┌─ Input data

//! # Asana client
//!
//! The upstream collaborator of the Asana MCP server.
//!
//! [`AsanaApi`] is the seam the request handlers depend on: seven read-only
//! operations returning raw Asana records as [`serde_json::Value`]. The shape of
//! those records is Asana's business; callers only read the fields they need.
//! [`HttpAsanaClient`] implements the trait against the REST API.
//!
//! ## Example
//!
//! ```no_run
//! use asana_client::{AsanaApi, AsanaClientConfig, HttpAsanaClient, RequestOptions};
//!
//! #[tokio::main]
//! async fn main() -> anyhow::Result<()> {
//!     let client = HttpAsanaClient::new(AsanaClientConfig::new("token"))?;
//!     let workspaces = client.list_workspaces(&RequestOptions::fields("name,gid")).await?;
//!     println!("{} workspaces", workspaces.len());
//!     Ok(())
//! }
//! ```

mod api;
mod error;
mod http;

pub use api::{AsanaApi, PageOptions, RequestOptions, TaskSearch, TASK_SEARCH_WINDOW};
pub use error::{AsanaError, Result};
pub use http::{AsanaClientConfig, HttpAsanaClient, DEFAULT_BASE_URL, DEFAULT_TIMEOUT};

└─

_Problem description:_ Write the data out again in full. Match it word for word.

_Solution for this task:_
//! # Asana client
//!
//! The upstream collaborator of the Asana MCP server.
//!
//! [`AsanaApi`] is the seam the request handlers depend on: seven read-only
//! operations returning raw Asana records as [`serde_json::Value`]. The shape of
//! those records is Asana's business; callers only read the fields they need.
//! [`HttpAsanaClient`] implements the trait against the REST API.
//!
//! ## Example
//!
//! ```no_run
//! use asana_client::{AsanaApi, AsanaClientConfig, HttpAsanaClient, RequestOptions};
//!
//! #[tokio::main]
//! async fn main() -> anyhow::Result<()> {
//!     let client = HttpAsanaClient::new(AsanaClientConfig::new("token"))?;
//!     let workspaces = client.list_workspaces(&RequestOptions::fields("name,gid")).await?;
//!     println!("{} workspaces", workspaces.len());
//!     Ok(())
//! }
//! ```

mod api;
mod error;
mod http;

pub use api::{AsanaApi, PageOptions, RequestOptions, TaskSearch, TASK_SEARCH_WINDOW};
pub use error::{AsanaError, Result};
pub use http::{AsanaClientConfig, HttpAsanaClient, DEFAULT_BASE_URL, DEFAULT_TIMEOUT};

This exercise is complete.